This year has been described as the most open Oscar race for years. Bradley Cooper and Lady Gaga’s emotional re-make of A Star Is Born was an early front-runner but has been over-shadowed in recent weeks by Roma, the much-hyped Netflix arthouse movie which has already won an armful of festival and critics awards and more recently by the Freddie Mercury bio-pic Bohemian Rhapsody which has overcome decidedly mixed reviews to win voters hearts, thanks largely to Rami Malek’s outstanding performance as the Queen frontman. Also coming up from behind is Green Book, this well regarded film featuring Viggo Mortensen as an Italian-American hustler earning some money driving Dr Don Shirley (Mahershala Ali), a highly educated black musician, round America’s deep south during the 1960s.

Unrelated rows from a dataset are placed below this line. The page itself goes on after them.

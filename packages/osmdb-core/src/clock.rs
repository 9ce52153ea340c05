use std::collections::BTreeMap;

use crate::ids::{Seq, WriterKey};

/// Snapshot of how many entries of every writer feed were visible when an entry was written.
///
/// The writer's own feed is counted *including* the entry itself, so an entry with sequence
/// number `s` carries `clock[writer] == s + 1`.
#[derive(Clone, Debug, PartialEq, Eq, Default)]
pub struct CausalClock {
    lengths: BTreeMap<WriterKey, u64>,
}

impl CausalClock {
    pub fn new() -> Self {
        Self::default()
    }

    /// Number of entries of `writer` this clock has seen.
    pub fn get(&self, writer: &WriterKey) -> u64 {
        self.lengths.get(writer).copied().unwrap_or(0)
    }

    pub fn set(&mut self, writer: WriterKey, length: u64) {
        if length == 0 {
            self.lengths.remove(&writer);
        } else {
            self.lengths.insert(writer, length);
        }
    }

    /// Raise the known length of a feed; never lowers it.
    pub fn observe(&mut self, writer: WriterKey, length: u64) {
        let current = self.get(&writer);
        if length > current {
            self.lengths.insert(writer, length);
        }
    }

    pub fn merge(&mut self, other: &CausalClock) {
        for (writer, &length) in &other.lengths {
            self.observe(*writer, length);
        }
    }

    /// Whether entry `(writer, seq)` lies in this clock's causal past (or is the entry itself).
    pub fn covers(&self, writer: &WriterKey, seq: Seq) -> bool {
        seq < self.get(writer)
    }

    /// Step one feed back by a single entry. Returns `false` if the feed was already at genesis.
    pub fn rewind(&mut self, writer: &WriterKey) -> bool {
        match self.get(writer) {
            0 => false,
            length => {
                self.set(*writer, length - 1);
                true
            }
        }
    }

    /// No entries of any feed are visible.
    pub fn is_genesis(&self) -> bool {
        self.lengths.is_empty()
    }

    pub fn is_aware_of(&self, other: &CausalClock) -> bool {
        other
            .lengths
            .iter()
            .all(|(writer, &length)| self.get(writer) >= length)
    }

    pub fn entries(&self) -> impl Iterator<Item = (&WriterKey, &u64)> {
        self.lengths.iter()
    }
}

This film is gaining a lot of love from voters and this is another feature of the Oscars that some find endearing and others infuriating – it can be very sentimental. Because the awards are based on peer voting long serving actors can be rewarded for lesser films but with everyone knowing that this is a lifetime achievement award (Paul Newman in Color of Money) or compensation for being unfairly overlooked the year before (Judi Dench in Shakespeare in Love). This year Glenn Close is odds on favourite to win Best Actress for The Wife, not only because it is an excellent performance in a powerful role but because her win at The Golden Globes brought home the fact that although she had been nominated many times over the years she had never won a major award before. The feeling is that this is her year.
The Oscar ceremony is broadcast on Sky Movies during the early hours of Monday February 25.
East Anglia’s Oscar links
Suffolk and Norfolk may appear to be a long way from the razzamatazz of Hollywood but East Anglia has contributed in a significant way to the success of several Oscar-winning movies.
Orford resident Mat Kirkby won the award in 2015 for best live action short for The Phone Call, which stars Sally Hawkins and Jim Broadbent.
Shakespeare In Love (Best Picture 1998) was partly filmed at Holkham beach and Holkham Hall found itself the centre of a famous menage-a-trois in The Duchess (Best Costume Design and Best Art Direction 2008)
Norfolk-born Olivia Colman is up for Best actress Oscar for her role as Queen Anne in the surreal comedy-drama The Favourite.
Iris – the story of Iris Murdoch and fight against dementia was partly shot in Southwold and won Jim Broadbent a best supporting actor Oscar in 2002 and acting nominations for Judi Dench and Kate Winslet.
Christopher Plummer gained a Best Supporting Actor nomination in 2018 for his work at Elveden Hall, near Bury St Edmunds, for Ridley Scott’s John Paul Getty drama All The Money In The World.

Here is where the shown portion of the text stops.